Le plus grave, mine de rien, quand on dit un truc en apparence banal
« tu es bête ! » (sans parler de « con »...),
c'est que cela révèle non seulement une vision rabaissante des
autres animaux mais en fait toute une vision du monde contestable non
seulement sur le plan éthique qui devrait nous distinguer mais en
plus sur le plan scientifique car mettre ainsi des séparations et de
la supériorité relève bien peu d'une pensée écosystémique, même
écologique. Il serait donc temps que nos représentations et nos
productions culturelles, également censées refléter notre
supériorité et notre identité d'humains, s'alignent avec la
réalité du monde. Et surtout qu'on arrête aussi de dire que la
réalité est relative, que c'est pas bien de dire qu'elle est noire
ou blanche et qu'il y a des nuances. C'est faux et tout le monde
commence à s'apercevoir de ce léger problème lié au fait d'être
et de produire du désaxé (à prendre même dans le sens
psychiatrique vu le point où on en est). Côté BD, Les
cerveaux de la ferme. Au cœur des émotions et des perceptions
animales (éditions de La
Plage) permet d'aborder scientifiquement et avec quand même une
certaine légèreté la question de l'intelligence animale, si
émotionnelle et si méconnue alors même que beaucoup d'humains ne
sont pas « câblés » si différemment et peuvent en
souffrir en particulier car domine une seule forme d'intelligence, la
dite « rationnelle ». Et, encore une fois, on voit où
elle nous a menés donc en s'intéressant en apparence aux autres
animaux, c'est en fait encore et toujours de nous qu'il s'agit, de
grandir et se grandir enfin un peu (pas s'augmenter, ça c'est un
autre sujet). Concernant les films, Saigneurs
(sans mauvais jeu de mots avec une quelconque divinité, bien que les
religions aient sans doute à voir de longue date avec le thème),
documente l'enfer des abattoirs dont je ne cesse avec d'autres de réclamer la
transparence au sens matériel du terme. Assez de se cacher derrière
la propriété privée et regardons donc tous en face ce qui NOUS
concerne en tant que collectivité ! Aussi, ne pas démoniser
les gens qui travaillent dans ces lieux semble important pour
retrouver justement un peu d'humanité et essayer d'aborder de
manière moins passionnée un débat forcément passionnel puisqu'il
a trait à la vie et à la mort. Enfin, le site des Rencontre de
l'alimentation durable, événement qui se tient régulièrement et a
eu lieu cette année en ligne pour les raisons que l'on sait, met
judicieusement ces questions en perspective en posant la question des
systèmes alimentaires à construire avec une certaine urgence
maintenant. Où on retrouve de « vieux dadas »

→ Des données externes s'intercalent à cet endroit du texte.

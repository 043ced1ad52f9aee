// Copyright 2026-Present Datadog, Inc. https://www.datadoghq.com/
// SPDX-License-Identifier: Apache-2.0

/// Returns the kernel identifier for the current OS thread.
///
/// This is the id the kernel uses for thread-targeted signals and per-thread
/// clocks, not the pthread handle.
#[cfg(any(target_os = "linux", target_os = "android"))]
pub fn get_current_thread_id() -> i32 {
    // SAFETY: syscall(SYS_gettid) has no preconditions for current thread.
    unsafe { libc::syscall(libc::SYS_gettid) as i32 }
}

#[cfg(not(any(target_os = "linux", target_os = "android")))]
compile_error!("libdd_common::threading::get_current_thread_id is unsupported on this platform");

/// Returns the identifier of the current process.
pub fn get_process_id() -> i32 {
    // SAFETY: getpid has no preconditions.
    unsafe { libc::getpid() }
}
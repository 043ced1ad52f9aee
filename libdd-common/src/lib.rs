// Copyright 2025-Present Datadog, Inc. https://www.datadoghq.com/
// SPDX-License-Identifier: Apache-2.0
#![cfg_attr(not(test), deny(clippy::panic))]
#![cfg_attr(not(test), deny(clippy::unwrap_used))]
#![cfg_attr(not(test), deny(clippy::expect_used))]
#![cfg_attr(not(test), deny(clippy::todo))]
#![cfg_attr(not(test), deny(clippy::unimplemented))]

pub mod proc;
pub mod threading;
pub mod time;
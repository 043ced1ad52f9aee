// Copyright 2025-Present Datadog, Inc. https://www.datadoghq.com/
// SPDX-License-Identifier: Apache-2.0

//! Grace-period synchronization between signal handlers and control code.
//!
//! [`Phaser::enter`] and [`Phaser::exit`] bracket work done inside a signal
//! handler; [`Phaser::drain`] waits, from normal context, for every bracketed
//! section that was in flight when the drain began. Entry and exit never
//! block and never allocate, so they are safe at arbitrary interruption
//! points. Draining is the rare, expensive operation.
//!
//! Two counters split the load. A drain settles one counter at a time, so an
//! `enter` that finds its first-choice counter draining always has another
//! counter to land on. The counter's high bit marks it as draining; the
//! drainer parks on the counter word itself with `FUTEX_WAIT` and the last
//! exiting section wakes it.

use crossbeam_utils::CachePadded;
use std::sync::atomic::{fence, AtomicU32, Ordering};

const NR_PHASES: usize = 2;
const DRAINING: u32 = 1 << 31;
const COUNT_DRAINED: u32 = DRAINING;

/// Token tying an [`Phaser::enter`] to the counter it landed on. Must be
/// given back through [`Phaser::exit`] exactly once.
#[derive(Debug)]
#[must_use = "an unexited phase blocks drain forever"]
pub struct Phase(usize);

pub struct Phaser {
    counters: [CachePadded<AtomicU32>; NR_PHASES],
}

impl Phaser {
    pub const fn new() -> Self {
        Self {
            counters: [
                CachePadded::new(AtomicU32::new(0)),
                CachePadded::new(AtomicU32::new(0)),
            ],
        }
    }

    /// Opens a critical section. Never blocks; safe in signal-handler context.
    pub fn enter(&self) -> Phase {
        let mut index = 0;
        while !self.try_increment(index) {
            index = (index + 1) & (NR_PHASES - 1);
        }
        fence(Ordering::SeqCst);
        Phase(index)
    }

    fn try_increment(&self, index: usize) -> bool {
        let counter = &self.counters[index];
        // The DRAINING test must happen before the increment. Unconditional
        // increments would keep a contended counter away from COUNT_DRAINED
        // and the drainer would never wake.
        if counter.load(Ordering::Relaxed) & DRAINING != 0 {
            return false;
        }
        // A drain can set DRAINING between the test and this increment. That
        // lost race is tolerated: the drainer waits for our matching exit,
        // and the race can only happen once per counter per drain.
        counter.fetch_add(1, Ordering::Relaxed);
        true
    }

    /// Closes the critical section `phase` belongs to. Never blocks; safe in
    /// signal-handler context.
    pub fn exit(&self, phase: Phase) {
        fence(Ordering::SeqCst);
        let counter = &self.counters[phase.0];
        let value = counter.fetch_sub(1, Ordering::Relaxed).wrapping_sub(1);
        if value == COUNT_DRAINED {
            // The contract allows a single drainer, waking i32::MAX waiters
            // costs nothing extra.
            futex(counter, libc::FUTEX_WAKE, i32::MAX as u32);
        }
    }

    /// Waits for every critical section that was in flight when this call
    /// began. Must be called from normal (non-signal) context, and never from
    /// two threads at once.
    ///
    /// Sections entered while the drain is running are not waited for, except
    /// for the bounded race described in [`Phaser::enter`].
    pub fn drain(&self) {
        for counter in &self.counters {
            Self::drain_counter(counter);
            fence(Ordering::SeqCst);
        }
    }

    fn drain_counter(counter: &AtomicU32) {
        let mut value = counter.fetch_or(DRAINING, Ordering::Release) | DRAINING;
        while value != COUNT_DRAINED {
            // EAGAIN means the value moved under us, EINTR means a signal;
            // both just reload and retry.
            futex(counter, libc::FUTEX_WAIT, value);
            value = counter.load(Ordering::Relaxed);
        }
        counter.fetch_and(!DRAINING, Ordering::Relaxed);
    }

    /// True while a [`Phaser::drain`] is parked on one of the counters.
    pub fn is_draining(&self) -> bool {
        self.counters
            .iter()
            .any(|counter| counter.load(Ordering::Relaxed) & DRAINING != 0)
    }
}

impl Default for Phaser {
    fn default() -> Self {
        Self::new()
    }
}

fn futex(counter: &AtomicU32, op: libc::c_int, value: u32) -> libc::c_long {
    // SAFETY: the futex word is a live AtomicU32 for the whole call and op is
    // one of FUTEX_WAIT/FUTEX_WAKE.
    unsafe {
        libc::syscall(
            libc::SYS_futex,
            counter.as_ptr(),
            op,
            value,
            std::ptr::null::<libc::timespec>(),
            std::ptr::null_mut::<u32>(),
            0,
        )
    }
}
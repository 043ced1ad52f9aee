// Copyright 2026-Present Datadog, Inc. https://www.datadoghq.com/
// SPDX-License-Identifier: Apache-2.0

use anyhow::Context;
use std::collections::HashSet;

/// Lists the kernel thread ids of every live thread in this process.
///
/// Reads `/proc/self/task`, so the result is a snapshot: threads may start or
/// exit while the caller is still looking at it.
pub fn live_thread_ids() -> anyhow::Result<HashSet<i32>> {
    thread_ids_in("/proc/self/task")
}

fn thread_ids_in(task_dir: &str) -> anyhow::Result<HashSet<i32>> {
    let entries = std::fs::read_dir(task_dir)
        .with_context(|| format!("Failed to read {task_dir}"))?;
    let mut tids = HashSet::new();
    for entry in entries {
        let entry = entry.with_context(|| format!("Failed to enumerate {task_dir}"))?;
        let name = entry.file_name();
        // Anything non-numeric in the task dir is not a thread.
        if let Ok(tid) = name.to_string_lossy().parse::<i32>() {
            tids.insert(tid);
        }
    }
    Ok(tids)
}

(dadaïstes?;)) de LocoBio tels que la reterritorialisation,
c'est-à-dire redonner au local sa part dans un développement cette
fois-ci harmonieux, entre justice sociale et santé.
Pour revenir aux deux parties principales de la revue, il s'agit
d'abord dans un premier temps d'observer les faits et de réfléchir
à partir d'une multitude de données sur une multitude d'aspects.
Ensuite, place à un éclairage plus personnalisé sur la base de 9
reportages tous aussi passionnants les uns que les autres. Mais
avant, je voudrais dire combien je suis d'accord avec le prologue
écrit par la directrice de collection, Emmanuelle Vibert. Elle
souligne l'aspect individuel et collectif de la question, insistant
sur notre propre pouvoir mais aussi sur la nécessité de « réfléchir
aux règles communes susceptibles d'influencer le cours de la
mutation ». Cela va de la généralisation des menus
végétariens à l'interdiction de l'élevage industriel en passant
par la taxation de la viande. Sujets polémiques s'il en est. Elle
termine surtout sur les conditions d'un bon débat, sans s'étriper
(et pour cause), qualifiant à juste titre de « fondamentale »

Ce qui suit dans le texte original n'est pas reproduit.